Air Canada recorded a net loss of $1.05 billion compared to a net income of $345 million in the first quarter of 2019. The first quarter of 2020 included foreign exchange losses of $711 million while the first quarter of 2019 included foreign exchange gains of $263 million.
“Our first quarter results reflect the severity and abruptness of the impact that the COVID-19 pandemic has had on Air Canada,” says Calin Rovinescu, president and chief executive officer of Air Canada. The global airline industry, he notes, first began to feel the impact in late January with the suspension by many carriers, including Air Canada, of services to China.
The impact was exacerbated during the month of March with mandated social distancing, unprecedented government-imposed travel restrictions in Canada and around the world and the shutting down of economies.
“The past quarter was the first in 27 consecutive quarters that we did not report year-over-year operating revenue growth. Our solid January and February results gave us every encouragement that this performance would continue until the sudden and catastrophic impact of COVID-19’s onset in Europe and North America in early March.
“We are now living through the darkest period ever in the history of commercial aviation,” Rovinescu says.
To assist with global requirements of goods and personal protective equipment during the pandemic, Air Canada has operated more than 500 all-cargo international flights since 22 March 2020.
It plans to operate up to 150 all-cargo flights per week in the second quarter using a combination of B787 and B777 aircraft, as well as four newly converted B777 and four converted A330 aircraft. These conversions double available cargo space by removing seats from the passenger cabin.
“We have developed a plan to manage through a protracted downturn, recognising that the pandemic and its fallout will materially impact both customer demand and our liquidity in the short and medium term.

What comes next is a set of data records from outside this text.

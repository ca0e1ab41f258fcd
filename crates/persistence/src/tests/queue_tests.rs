// Copyright (C) 2026 Fred Clausen
// Use of this source code is governed by an MIT-style
// license that can be found in the LICENSE file or at
// https://opensource.org/licenses/MIT.

//! Tests for the housing waitlist.

use repatria_domain::{DomainError, QueueFactors};
use time::Duration;

use super::{create_test_persistence, create_test_user, register_test_repatriant, test_now};
use crate::PersistenceError;

#[test]
fn test_add_stores_initial_score() {
    let mut persistence = create_test_persistence();
    let user_id = create_test_user(&mut persistence);
    let id = register_test_repatriant(&mut persistence, "ПЕТРОВ");

    let entry_id = persistence
        .add_to_queue(id, QueueFactors::new(true, true, false), user_id, test_now())
        .unwrap();

    let entry = persistence.get_queue_entry(entry_id).unwrap().unwrap();
    assert_eq!(entry.total_score, 25);
    assert!(entry.is_active);
    assert_eq!(entry.added_at, "2026-03-01 12:00:00");
}

#[test]
fn test_second_active_entry_is_rejected() {
    let mut persistence = create_test_persistence();
    let user_id = create_test_user(&mut persistence);
    let id = register_test_repatriant(&mut persistence, "ПЕТРОВ");

    persistence
        .add_to_queue(id, QueueFactors::default(), user_id, test_now())
        .unwrap();
    let result = persistence.add_to_queue(id, QueueFactors::default(), user_id, test_now());

    assert!(matches!(
        result,
        Err(PersistenceError::Domain(DomainError::AlreadyQueued { repatriant_id })) if repatriant_id == id
    ));
}

#[test]
fn test_requeue_after_removal_is_allowed() {
    let mut persistence = create_test_persistence();
    let user_id = create_test_user(&mut persistence);
    let id = register_test_repatriant(&mut persistence, "ПЕТРОВ");

    let first = persistence
        .add_to_queue(id, QueueFactors::default(), user_id, test_now())
        .unwrap();
    persistence.remove_from_queue(first, user_id, test_now()).unwrap();

    let removed = persistence.get_queue_entry(first).unwrap().unwrap();
    assert!(!removed.is_active);
    assert_eq!(removed.removed_by, Some(user_id));
    assert!(removed.queue_position.is_none());

    let second = persistence
        .add_to_queue(id, QueueFactors::default(), user_id, test_now())
        .unwrap();
    assert_ne!(first, second);
    assert_eq!(persistence.active_queue_entry_for(id).unwrap().map(|e| e.entry_id), Some(second));
}

#[test]
fn test_add_for_unknown_repatriant_is_not_found() {
    let mut persistence = create_test_persistence();
    let user_id = create_test_user(&mut persistence);

    assert!(matches!(
        persistence.add_to_queue(12, QueueFactors::default(), user_id, test_now()),
        Err(PersistenceError::NotFound(_))
    ));
}

#[test]
fn test_rank_orders_by_score_then_added_at() {
    let mut persistence = create_test_persistence();
    let user_id = create_test_user(&mut persistence);
    let early = register_test_repatriant(&mut persistence, "ПЕТРОВ");
    let late = register_test_repatriant(&mut persistence, "СИДОРОВ");
    let violator = register_test_repatriant(&mut persistence, "КУЗНЕЦОВ");

    let start = test_now();
    persistence
        .add_to_queue(early, QueueFactors::new(true, false, false), user_id, start)
        .unwrap();
    persistence
        .add_to_queue(late, QueueFactors::new(true, false, false), user_id, start + Duration::hours(1))
        .unwrap();
    persistence
        .add_to_queue(violator, QueueFactors::new(true, true, true), user_id, start)
        .unwrap();

    let ranked = persistence
        .rank_active_queue(start + Duration::days(10))
        .unwrap();

    let order: Vec<i64> = ranked.iter().map(|r| r.entry.repatriant_id).collect();
    assert_eq!(order, vec![early, late, violator]);
    assert_eq!(ranked[0].entry.total_score, 15);
    assert_eq!(ranked[2].entry.total_score, 10);
    assert_eq!(ranked[0].full_name, "ПЕТРОВ ИВАН ИВАНОВИЧ");

    let positions: Vec<Option<i32>> = ranked.iter().map(|r| r.entry.queue_position).collect();
    assert_eq!(positions, vec![Some(1), Some(2), Some(3)]);
}

#[test]
fn test_rank_persists_scores_and_positions() {
    let mut persistence = create_test_persistence();
    let user_id = create_test_user(&mut persistence);
    let id = register_test_repatriant(&mut persistence, "ПЕТРОВ");
    let entry_id = persistence
        .add_to_queue(id, QueueFactors::new(false, true, false), user_id, test_now())
        .unwrap();

    persistence
        .rank_active_queue(test_now() + Duration::days(4))
        .unwrap();

    let entry = persistence.get_queue_entry(entry_id).unwrap().unwrap();
    assert_eq!(entry.total_score, 17);
    assert_eq!(entry.queue_position, Some(1));
}

#[test]
fn test_update_rescores_with_waiting_days() {
    let mut persistence = create_test_persistence();
    let user_id = create_test_user(&mut persistence);
    let id = register_test_repatriant(&mut persistence, "ПЕТРОВ");
    let entry_id = persistence
        .add_to_queue(id, QueueFactors::default(), user_id, test_now())
        .unwrap();

    let updated = persistence
        .update_queue_entry(
            entry_id,
            QueueFactors::new(false, false, true),
            test_now() + Duration::days(6),
        )
        .unwrap();

    assert!(updated.has_law_violations);
    assert_eq!(updated.total_score, -17);
}

#[test]
fn test_update_of_removed_entry_is_not_found() {
    let mut persistence = create_test_persistence();
    let user_id = create_test_user(&mut persistence);
    let id = register_test_repatriant(&mut persistence, "ПЕТРОВ");
    let entry_id = persistence
        .add_to_queue(id, QueueFactors::default(), user_id, test_now())
        .unwrap();
    persistence.remove_from_queue(entry_id, user_id, test_now()).unwrap();

    assert!(matches!(
        persistence.update_queue_entry(entry_id, QueueFactors::new(true, true, false), test_now()),
        Err(PersistenceError::NotFound(_))
    ));

    let stored = persistence.get_queue_entry(entry_id).unwrap().unwrap();
    assert!(!stored.is_active);
    assert!(!stored.has_children);
    assert_eq!(stored.total_score, 0);
}

#[test]
fn test_remove_returns_the_removed_row() {
    let mut persistence = create_test_persistence();
    let user_id = create_test_user(&mut persistence);
    let id = register_test_repatriant(&mut persistence, "ПЕТРОВ");
    let entry_id = persistence
        .add_to_queue(id, QueueFactors::new(true, false, false), user_id, test_now())
        .unwrap();

    let removed = persistence
        .remove_from_queue(entry_id, user_id, test_now())
        .unwrap();

    assert_eq!(removed.entry_id, entry_id);
    assert!(!removed.is_active);
    assert_eq!(removed.removed_by, Some(user_id));
    assert_eq!(removed.removed_at.as_deref(), Some("2026-03-01 12:00:00"));
    assert!(removed.queue_position.is_none());
}
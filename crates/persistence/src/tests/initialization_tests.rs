// Copyright (C) 2026 Fred Clausen
// Use of this source code is governed by an MIT-style
// license that can be found in the LICENSE file or at
// https://opensource.org/licenses/MIT.

use crate::Persistence;

#[test]
fn test_in_memory_databases_are_isolated() {
    let mut first = Persistence::new_in_memory().unwrap();
    let mut second = Persistence::new_in_memory().unwrap();

    super::register_test_repatriant(&mut first, "ПЕТРОВ");

    assert_eq!(first.count_repatriants().unwrap(), 1);
    assert_eq!(second.count_repatriants().unwrap(), 0);
}

#[test]
fn test_foreign_keys_are_enforced() {
    let mut persistence = super::create_test_persistence();
    assert!(persistence.verify_foreign_key_enforcement().is_ok());
}

#[test]
fn test_file_database_persists_between_connections() {
    let dir = tempfile::tempdir().unwrap();
    let path = dir.path().join("repatria.db");

    {
        let mut persistence = Persistence::new_with_file(&path).unwrap();
        super::register_test_repatriant(&mut persistence, "СИДОРОВ");
    }

    let mut reopened = Persistence::new_with_file(&path).unwrap();
    assert_eq!(reopened.count_repatriants().unwrap(), 1);
}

“Moreover, while the duration of the pandemic and its fallout remain unknown, it is our current expectation that it will take at least three years to recover to 2019 levels of revenue and capacity,” Rovinescu warns.

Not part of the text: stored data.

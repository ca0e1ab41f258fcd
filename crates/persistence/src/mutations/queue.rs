// Copyright (C) 2026 Fred Clausen
// Use of this source code is governed by an MIT-style
// license that can be found in the LICENSE file or at
// https://opensource.org/licenses/MIT.

//! Housing waitlist mutations.
//!
//! A repatriant has at most one active entry. The partial unique index on
//! `housing_queue` enforces it; the explicit check gives the caller a
//! domain error instead of a constraint failure.

use diesel::SqliteConnection;
use diesel::prelude::*;
use repatria_domain::{
    DomainError, QueueCandidate, QueueFactors, QueueStanding, days_in_queue, format_timestamp,
    parse_timestamp, queue_score, rank_queue,
};
use time::OffsetDateTime;
use tracing::{debug, info};

use crate::backend::sqlite::get_last_insert_rowid;
use crate::data_models::{QueueEntryData, RankedQueueEntry};
use crate::diesel_schema::housing_queue;
use crate::error::PersistenceError;
use crate::queries::queue::{active_entry_for_repatriant, get_queue_entry, list_active_entries};
use crate::queries::repatriants::{full_names, repatriant_exists};

/// Adds a repatriant to the queue with a freshly computed score.
///
/// # Errors
///
/// Returns `NotFound` if the repatriant does not exist and
/// `Domain(AlreadyQueued)` if it already has an active entry.
pub fn add_to_queue(
    conn: &mut SqliteConnection,
    repatriant_id: i64,
    factors: QueueFactors,
    added_by: i64,
    now: OffsetDateTime,
) -> Result<i64, PersistenceError> {
    conn.transaction::<_, PersistenceError, _>(|conn| {
        if !repatriant_exists(conn, repatriant_id)? {
            return Err(PersistenceError::NotFound(format!(
                "Repatriant {repatriant_id} not found"
            )));
        }

        if active_entry_for_repatriant(conn, repatriant_id)?.is_some() {
            return Err(DomainError::AlreadyQueued { repatriant_id }.into());
        }

        diesel::insert_into(housing_queue::table)
            .values((
                housing_queue::repatriant_id.eq(repatriant_id),
                housing_queue::has_children.eq(factors.has_children),
                housing_queue::has_work.eq(factors.has_work),
                housing_queue::has_law_violations.eq(factors.has_law_violations),
                housing_queue::total_score.eq(queue_score(&factors, 0)),
                housing_queue::added_at.eq(format_timestamp(now)),
                housing_queue::added_by.eq(added_by),
            ))
            .execute(conn)
            .map_err(|e| match PersistenceError::from(e) {
                PersistenceError::UniqueViolation(_) => {
                    DomainError::AlreadyQueued { repatriant_id }.into()
                }
                other => other,
            })?;

        let entry_id: i64 = get_last_insert_rowid(conn)?;
        info!(entry_id, repatriant_id, "Added repatriant to housing queue");
        Ok(entry_id)
    })
}

/// Replaces the scoring flags of an active entry and rescores it.
///
/// # Errors
///
/// Returns `NotFound` if there is no active entry with the ID.
pub fn update_queue_entry(
    conn: &mut SqliteConnection,
    entry_id: i64,
    factors: QueueFactors,
    now: OffsetDateTime,
) -> Result<QueueEntryData, PersistenceError> {
    conn.transaction::<_, PersistenceError, _>(|conn| {
        let entry: QueueEntryData = active_entry(conn, entry_id)?;
        let added_at: OffsetDateTime = parse_timestamp(&entry.added_at)?;
        let score: i64 = queue_score(&factors, days_in_queue(added_at, now));

        diesel::update(housing_queue::table)
            .filter(housing_queue::entry_id.eq(entry_id))
            .set((
                housing_queue::has_children.eq(factors.has_children),
                housing_queue::has_work.eq(factors.has_work),
                housing_queue::has_law_violations.eq(factors.has_law_violations),
                housing_queue::total_score.eq(score),
            ))
            .execute(conn)?;

        info!(entry_id, score, "Updated housing queue entry");
        active_entry(conn, entry_id)
    })
}

/// Takes an entry out of the queue. The row is kept with its removal
/// bookkeeping and the repatriant may be queued again.
///
/// # Errors
///
/// Returns `NotFound` if there is no active entry with the ID.
pub fn remove_from_queue(
    conn: &mut SqliteConnection,
    entry_id: i64,
    removed_by: i64,
    now: OffsetDateTime,
) -> Result<QueueEntryData, PersistenceError> {
    conn.transaction::<_, PersistenceError, _>(|conn| {
        let entry: QueueEntryData = active_entry(conn, entry_id)?;

        diesel::update(housing_queue::table)
            .filter(housing_queue::entry_id.eq(entry_id))
            .set((
                housing_queue::is_active.eq(false),
                housing_queue::queue_position.eq(None::<i32>),
                housing_queue::removed_at.eq(format_timestamp(now)),
                housing_queue::removed_by.eq(removed_by),
            ))
            .execute(conn)?;

        info!(
            entry_id,
            repatriant_id = entry.repatriant_id,
            "Removed repatriant from housing queue"
        );

        get_queue_entry(conn, entry_id)?.ok_or_else(|| {
            PersistenceError::NotFound(format!("Queue entry {entry_id} not found"))
        })
    })
}

fn active_entry(
    conn: &mut SqliteConnection,
    entry_id: i64,
) -> Result<QueueEntryData, PersistenceError> {
    match get_queue_entry(conn, entry_id)? {
        Some(entry) if entry.is_active => Ok(entry),
        _ => Err(PersistenceError::NotFound(format!(
            "Queue entry {entry_id} not found"
        ))),
    }
}

/// Recomputes every active score against `now`, persists scores and
/// positions, and returns the ranked queue.
///
/// Entries whose repatriant has no name on record are labelled `#<id>`.
///
/// # Errors
///
/// Returns an error if a stored `added_at` cannot be parsed or a write
/// fails; nothing is written in either case.
pub fn rank_active_queue(
    conn: &mut SqliteConnection,
    now: OffsetDateTime,
) -> Result<Vec<RankedQueueEntry>, PersistenceError> {
    conn.transaction::<_, PersistenceError, _>(|conn| {
        let entries: Vec<QueueEntryData> = list_active_entries(conn)?;

        let candidates: Vec<QueueCandidate> = entries
            .iter()
            .map(|entry| {
                Ok(QueueCandidate {
                    entry_id: entry.entry_id,
                    factors: QueueFactors::new(
                        entry.has_children,
                        entry.has_work,
                        entry.has_law_violations,
                    ),
                    added_at: parse_timestamp(&entry.added_at)?,
                })
            })
            .collect::<Result<Vec<QueueCandidate>, DomainError>>()?;

        let standings: Vec<QueueStanding> = rank_queue(&candidates, now);

        for standing in &standings {
            diesel::update(housing_queue::table)
                .filter(housing_queue::entry_id.eq(standing.entry_id))
                .set((
                    housing_queue::total_score.eq(standing.score),
                    housing_queue::queue_position.eq(standing.position),
                ))
                .execute(conn)?;
        }

        let repatriant_ids: Vec<i64> = entries.iter().map(|e| e.repatriant_id).collect();
        let names = full_names(conn, &repatriant_ids)?;

        let mut ranked: Vec<RankedQueueEntry> = Vec::with_capacity(standings.len());
        for standing in standings {
            let Some(mut entry) = entries
                .iter()
                .find(|e| e.entry_id == standing.entry_id)
                .cloned()
            else {
                continue;
            };
            entry.total_score = standing.score;
            entry.queue_position = Some(standing.position);

            let full_name: String = names
                .get(&entry.repatriant_id)
                .filter(|name| !name.is_empty())
                .cloned()
                .unwrap_or_else(|| format!("#{}", entry.repatriant_id));

            ranked.push(RankedQueueEntry { entry, full_name });
        }

        debug!(entries = ranked.len(), "Ranked housing queue");
        Ok(ranked)
    })
}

He goes on to say that the group expects that both the overall industry and its airline will be “considerably smaller” for some time. This will lead to further reductions in both fleet and employee levels, Rovinescu adds.
But despite the challenges Rovinescu adds:
“Be assured that we are resolutely committed to bringing our airline successfully through this crisis.”
Air Canada has taken or will take the following measures in response to the COVID-19 pandemic:
- Air Canada has reduced second quarter 2020 capacity by 85 to 90 per cent when compared to 2019’s second quarter;
- Third quarter 2020 capacity is expected to be reduced by approximately 75 per cent when compared to the third quarter of 2019;
- The airline will continue to dynamically adjust capacity and take other measures as required to account for health warnings, travel restrictions, border closures globally and passenger demand;
- In March 2020, Air Canada drew down its USD 600 million and USD 200 million revolving credit facilities for aggregate net proceeds of USD 1.027 billion – as at 31 March 2020, Air Canada’s unrestricted liquidity amounted to $6.523 billion;
- In April 2020, Air Canada concluded a 364-day term loan in the amount of USD 600 million, secured by aircraft and spare engines, for net proceeds of USD 829 million;
- In late April 2020, Air Canada concluded a bridge financing of $788 million for 18 Airbus A220 aircraft which may be used for general corporate purposes and which Air Canada expects to replace with longer-term secured financing arrangements later in 2020 with the same lender.
Among other measures, Air Canada is accelerating the retirement of 79 older aircraft from its fleet – B767, A319 and Embraer 190 aircraft, with the Embraer aircraft exiting the fleet immediately. Their retirement will simplify the airline’s overall fleet, reduce its cost structure, and lower its carbon footprint, it says.